▸ **Work task**: In the entries below, which lines run from the one containing "pub fn new()" to the one containing "let mut keypair_bytes"? Copy exactly those lines, ends included, and no others.

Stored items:
########################################

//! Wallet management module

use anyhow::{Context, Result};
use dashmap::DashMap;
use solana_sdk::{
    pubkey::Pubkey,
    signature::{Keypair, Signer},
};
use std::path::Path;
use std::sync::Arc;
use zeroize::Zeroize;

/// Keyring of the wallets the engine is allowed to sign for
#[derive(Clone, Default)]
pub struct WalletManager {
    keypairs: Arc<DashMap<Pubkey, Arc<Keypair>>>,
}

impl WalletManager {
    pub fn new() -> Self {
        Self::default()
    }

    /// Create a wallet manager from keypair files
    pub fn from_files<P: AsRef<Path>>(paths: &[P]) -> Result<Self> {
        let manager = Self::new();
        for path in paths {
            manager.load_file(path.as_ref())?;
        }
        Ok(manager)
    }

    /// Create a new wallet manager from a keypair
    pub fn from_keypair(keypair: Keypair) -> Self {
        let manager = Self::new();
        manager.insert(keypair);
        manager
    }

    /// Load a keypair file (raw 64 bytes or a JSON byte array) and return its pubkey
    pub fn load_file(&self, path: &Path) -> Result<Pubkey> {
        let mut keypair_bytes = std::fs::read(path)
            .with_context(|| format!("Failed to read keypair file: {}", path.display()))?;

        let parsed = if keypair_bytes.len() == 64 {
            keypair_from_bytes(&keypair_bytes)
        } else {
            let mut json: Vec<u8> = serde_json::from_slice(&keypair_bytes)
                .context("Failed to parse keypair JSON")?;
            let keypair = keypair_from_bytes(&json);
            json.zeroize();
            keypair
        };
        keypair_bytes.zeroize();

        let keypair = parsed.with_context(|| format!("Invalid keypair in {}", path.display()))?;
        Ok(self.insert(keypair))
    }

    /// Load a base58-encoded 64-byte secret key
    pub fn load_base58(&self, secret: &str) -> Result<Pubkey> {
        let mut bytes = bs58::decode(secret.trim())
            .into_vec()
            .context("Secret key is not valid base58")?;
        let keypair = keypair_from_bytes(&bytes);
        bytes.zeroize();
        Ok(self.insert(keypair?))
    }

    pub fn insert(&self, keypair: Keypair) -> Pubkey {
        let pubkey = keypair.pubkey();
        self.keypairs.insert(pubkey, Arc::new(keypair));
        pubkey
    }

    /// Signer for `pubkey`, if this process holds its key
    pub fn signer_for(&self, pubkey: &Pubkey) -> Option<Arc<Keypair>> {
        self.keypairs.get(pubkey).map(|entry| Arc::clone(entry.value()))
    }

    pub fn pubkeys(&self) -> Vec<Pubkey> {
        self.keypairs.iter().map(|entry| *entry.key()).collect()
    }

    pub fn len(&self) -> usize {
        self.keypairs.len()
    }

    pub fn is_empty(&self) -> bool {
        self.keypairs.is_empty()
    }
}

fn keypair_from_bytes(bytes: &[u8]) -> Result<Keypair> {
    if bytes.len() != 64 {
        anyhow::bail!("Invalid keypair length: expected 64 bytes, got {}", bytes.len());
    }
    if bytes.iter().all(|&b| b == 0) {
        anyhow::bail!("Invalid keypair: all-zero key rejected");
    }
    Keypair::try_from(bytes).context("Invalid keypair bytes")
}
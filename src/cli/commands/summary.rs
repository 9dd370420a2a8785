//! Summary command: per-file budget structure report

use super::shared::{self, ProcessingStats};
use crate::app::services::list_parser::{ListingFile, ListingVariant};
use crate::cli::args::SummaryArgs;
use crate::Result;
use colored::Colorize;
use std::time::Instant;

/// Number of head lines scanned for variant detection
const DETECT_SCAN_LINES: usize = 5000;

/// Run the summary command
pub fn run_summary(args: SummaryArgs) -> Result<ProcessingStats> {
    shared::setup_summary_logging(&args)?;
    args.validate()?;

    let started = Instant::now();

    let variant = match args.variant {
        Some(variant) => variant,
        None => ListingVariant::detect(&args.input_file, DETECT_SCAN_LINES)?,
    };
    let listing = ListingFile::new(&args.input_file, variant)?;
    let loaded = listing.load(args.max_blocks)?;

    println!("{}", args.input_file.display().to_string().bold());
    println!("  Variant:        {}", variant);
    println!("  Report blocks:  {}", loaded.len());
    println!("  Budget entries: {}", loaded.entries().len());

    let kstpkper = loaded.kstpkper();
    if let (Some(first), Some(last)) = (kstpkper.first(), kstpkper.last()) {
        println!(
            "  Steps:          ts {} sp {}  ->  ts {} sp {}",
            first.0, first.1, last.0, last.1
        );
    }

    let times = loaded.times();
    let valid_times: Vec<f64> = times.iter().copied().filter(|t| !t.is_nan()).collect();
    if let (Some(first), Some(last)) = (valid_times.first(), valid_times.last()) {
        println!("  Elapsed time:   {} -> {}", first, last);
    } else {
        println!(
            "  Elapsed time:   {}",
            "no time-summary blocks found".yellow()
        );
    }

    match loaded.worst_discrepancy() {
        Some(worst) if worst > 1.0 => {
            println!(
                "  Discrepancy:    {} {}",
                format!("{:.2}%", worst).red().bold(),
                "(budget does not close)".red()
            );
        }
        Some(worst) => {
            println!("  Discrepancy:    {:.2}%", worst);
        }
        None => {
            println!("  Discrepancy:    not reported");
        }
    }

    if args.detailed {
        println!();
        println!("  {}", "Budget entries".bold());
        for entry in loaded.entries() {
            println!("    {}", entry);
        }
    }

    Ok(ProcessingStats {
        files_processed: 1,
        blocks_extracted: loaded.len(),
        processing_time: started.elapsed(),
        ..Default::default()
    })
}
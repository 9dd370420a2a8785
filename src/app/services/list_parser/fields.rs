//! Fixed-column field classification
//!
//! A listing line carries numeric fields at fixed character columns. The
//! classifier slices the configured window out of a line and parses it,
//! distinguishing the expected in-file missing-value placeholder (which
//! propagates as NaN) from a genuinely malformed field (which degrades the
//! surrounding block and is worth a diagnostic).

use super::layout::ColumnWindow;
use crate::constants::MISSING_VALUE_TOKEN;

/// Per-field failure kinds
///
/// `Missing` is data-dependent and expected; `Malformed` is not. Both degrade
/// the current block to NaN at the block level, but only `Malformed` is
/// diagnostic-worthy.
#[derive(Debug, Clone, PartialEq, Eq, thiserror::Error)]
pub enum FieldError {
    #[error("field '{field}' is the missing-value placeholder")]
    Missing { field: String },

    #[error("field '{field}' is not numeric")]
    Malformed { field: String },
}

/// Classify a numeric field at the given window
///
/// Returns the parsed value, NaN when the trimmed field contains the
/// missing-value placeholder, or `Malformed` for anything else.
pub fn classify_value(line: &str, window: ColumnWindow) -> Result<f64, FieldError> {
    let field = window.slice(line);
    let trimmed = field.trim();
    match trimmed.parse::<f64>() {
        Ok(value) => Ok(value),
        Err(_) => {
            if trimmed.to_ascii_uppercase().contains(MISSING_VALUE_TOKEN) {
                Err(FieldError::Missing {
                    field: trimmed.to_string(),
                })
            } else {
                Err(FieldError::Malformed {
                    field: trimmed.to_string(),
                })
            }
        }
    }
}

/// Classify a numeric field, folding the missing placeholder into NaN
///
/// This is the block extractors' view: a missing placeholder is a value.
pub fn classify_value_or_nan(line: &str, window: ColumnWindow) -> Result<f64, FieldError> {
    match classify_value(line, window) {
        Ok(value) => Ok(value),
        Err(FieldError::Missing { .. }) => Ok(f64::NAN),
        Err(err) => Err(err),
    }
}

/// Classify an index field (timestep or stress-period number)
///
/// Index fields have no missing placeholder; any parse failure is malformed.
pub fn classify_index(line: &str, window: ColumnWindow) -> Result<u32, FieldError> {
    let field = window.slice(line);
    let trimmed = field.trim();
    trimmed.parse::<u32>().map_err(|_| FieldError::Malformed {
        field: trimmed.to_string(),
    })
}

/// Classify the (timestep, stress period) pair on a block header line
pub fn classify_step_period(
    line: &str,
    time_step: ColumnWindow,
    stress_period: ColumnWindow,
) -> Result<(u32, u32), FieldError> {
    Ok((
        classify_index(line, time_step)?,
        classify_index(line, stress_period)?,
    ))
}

########################################

▸ **Answer to this exercise**:
    pub fn new() -> Self {
        Self::default()
    }

    /// Create a wallet manager from keypair files
    pub fn from_files<P: AsRef<Path>>(paths: &[P]) -> Result<Self> {
        let manager = Self::new();
        for path in paths {
            manager.load_file(path.as_ref())?;
        }
        Ok(manager)
    }

    /// Create a new wallet manager from a keypair
    pub fn from_keypair(keypair: Keypair) -> Self {
        let manager = Self::new();
        manager.insert(keypair);
        manager
    }

    /// Load a keypair file (raw 64 bytes or a JSON byte array) and return its pubkey
    pub fn load_file(&self, path: &Path) -> Result<Pubkey> {
        let mut keypair_bytes = std::fs::read(path)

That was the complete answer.